Stored items:
▼

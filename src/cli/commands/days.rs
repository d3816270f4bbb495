use std::collections::BTreeSet;

use chrono::NaiveDate;

use crate::cli::commands::{Session, open_session};
use crate::cli::parser::{Cli, Commands};
use crate::config::Config;
use crate::errors::AppResult;
use crate::reactive::Readable;
use crate::ui::messages;
use crate::utils::date;
use crate::utils::table::{Column, Table};
use crate::utils::{describe_work_place, hours2readable};

pub fn handle(cli: &Cli, cfg: &Config) -> AppResult<()> {
    if let Commands::Days { month, weekend } = &cli.command {
        let session = open_session(cli, cfg, month.as_deref())?;
        if *weekend {
            session.state.display_weekend.set(true);
        }

        let views = &session.views;
        messages::header(format!(
            "Days of {}",
            date::month_label(views.displayed_date_range.get().start_date)
        ));
        if views.is_grid_read_only.get() {
            messages::info("Past month: the grid is read-only.");
        }

        let mut table = Table::new(vec![
            Column::left("Date", 10),
            Column::left("Day", 3),
            Column::right("Hours", 7),
            Column::left("Place", 6),
            Column::left("Flags", 0),
        ]);

        for day in views.days_range.get() {
            let total = views.total_hours_for_day(day).get();
            let place = if total > 0.0 {
                describe_work_place(views.is_work_from_home(day).get())
            } else {
                "-"
            };

            table.add_row(vec![
                day.format("%Y-%m-%d").to_string(),
                day.format("%a").to_string(),
                hours2readable(total, false),
                place.to_string(),
                day_flags(&session, day).join(" "),
            ]);
        }

        print!("{}", table.render());
        println!(
            "Total: {} / {}",
            hours2readable(views.total_for_month.get(), false),
            hours2readable(views.total_for_month_needed.get(), false)
        );
    }
    Ok(())
}

/// `invalid:<task>`, `saving:<task>`, `<status>:<task>` for every touched cell of the day.
fn day_flags(session: &Session, day: NaiveDate) -> Vec<String> {
    let views = &session.views;

    let mut tasks: BTreeSet<i64> = session
        .state
        .log_entries
        .with(|entries| entries.iter().filter(|e| e.is_on(day)).map(|e| e.task_id).collect());
    session.state.selections.with(|selections| {
        tasks.extend(selections.iter().filter(|s| s.day == day).map(|s| s.task_id))
    });
    session.state.loading.with(|loading| {
        tasks.extend(loading.iter().filter(|l| l.day == day).map(|l| l.task_id))
    });

    let mut flags = Vec::new();
    for task in tasks {
        if views.is_log_invalid(task, day).get() {
            flags.push(format!("invalid:{task}"));
        }
        if views.is_log_loading(task, day).get() {
            flags.push(format!("saving:{task}"));
        }
        if views.is_log_selected(task, day).get() {
            flags.push(format!("selected:{task}"));
        }
        if views.is_log_imported(task, day).get() {
            flags.push(format!("imported:{task}"));
        }
        if views.is_log_updated(task, day).get() {
            flags.push(format!("updated:{task}"));
        }
    }
    flags
}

▲

Your task: Extract from the records above the lines from the one containing "repository d3816270f4bbb495" to the one containing "use crate::errors::AppResult;", both lines included, exactly as they appear and with nothing else.

Result of the task:
repository d3816270f4bbb495
use std::collections::BTreeSet;

use chrono::NaiveDate;

use crate::cli::commands::{Session, open_session};
use crate::cli::parser::{Cli, Commands};
use crate::config::Config;
use crate::errors::AppResult;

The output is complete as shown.